[Records from a collection]
■ ■ ■ ■ ■ ■ ■
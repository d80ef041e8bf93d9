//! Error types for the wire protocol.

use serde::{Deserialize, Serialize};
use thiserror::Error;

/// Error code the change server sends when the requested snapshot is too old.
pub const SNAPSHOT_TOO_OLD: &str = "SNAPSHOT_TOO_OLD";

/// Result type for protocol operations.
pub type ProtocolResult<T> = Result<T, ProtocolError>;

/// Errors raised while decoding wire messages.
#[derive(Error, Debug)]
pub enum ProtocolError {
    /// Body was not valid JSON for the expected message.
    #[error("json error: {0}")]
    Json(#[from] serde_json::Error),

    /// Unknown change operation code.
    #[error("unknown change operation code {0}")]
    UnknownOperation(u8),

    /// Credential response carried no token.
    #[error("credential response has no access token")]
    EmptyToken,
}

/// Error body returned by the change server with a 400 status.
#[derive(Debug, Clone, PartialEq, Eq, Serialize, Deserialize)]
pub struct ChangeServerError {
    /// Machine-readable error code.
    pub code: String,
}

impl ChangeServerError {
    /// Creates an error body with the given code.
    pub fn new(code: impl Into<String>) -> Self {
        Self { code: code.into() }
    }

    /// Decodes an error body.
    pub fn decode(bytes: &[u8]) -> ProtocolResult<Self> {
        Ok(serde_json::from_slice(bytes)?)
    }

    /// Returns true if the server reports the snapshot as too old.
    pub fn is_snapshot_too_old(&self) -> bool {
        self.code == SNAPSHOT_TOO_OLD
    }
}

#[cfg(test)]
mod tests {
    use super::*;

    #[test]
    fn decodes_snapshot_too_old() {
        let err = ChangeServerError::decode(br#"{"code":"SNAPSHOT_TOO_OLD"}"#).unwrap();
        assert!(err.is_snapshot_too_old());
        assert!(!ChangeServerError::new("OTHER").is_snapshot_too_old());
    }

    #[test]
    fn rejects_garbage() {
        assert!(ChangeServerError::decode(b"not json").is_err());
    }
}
■ ■ ■ ■ ■ ■ ■
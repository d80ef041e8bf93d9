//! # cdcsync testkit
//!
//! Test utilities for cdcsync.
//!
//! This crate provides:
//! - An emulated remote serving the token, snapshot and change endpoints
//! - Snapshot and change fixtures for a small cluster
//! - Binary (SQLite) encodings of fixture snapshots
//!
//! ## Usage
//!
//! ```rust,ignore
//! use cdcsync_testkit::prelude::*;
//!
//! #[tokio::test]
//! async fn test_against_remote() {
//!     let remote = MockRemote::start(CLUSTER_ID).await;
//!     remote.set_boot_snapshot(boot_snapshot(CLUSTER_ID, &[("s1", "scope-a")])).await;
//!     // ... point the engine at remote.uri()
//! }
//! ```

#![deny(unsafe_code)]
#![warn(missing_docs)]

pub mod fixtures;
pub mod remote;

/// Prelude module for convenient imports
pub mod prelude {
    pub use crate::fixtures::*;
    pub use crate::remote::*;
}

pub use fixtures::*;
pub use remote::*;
■ ■ ■ ■ ■ ■ ■
■ Task directions:
Extract every line above that contains the word "Serialize".

■ Exercise answer:
use serde::{Deserialize, Serialize};
#[derive(Debug, Clone, PartialEq, Eq, Serialize, Deserialize)]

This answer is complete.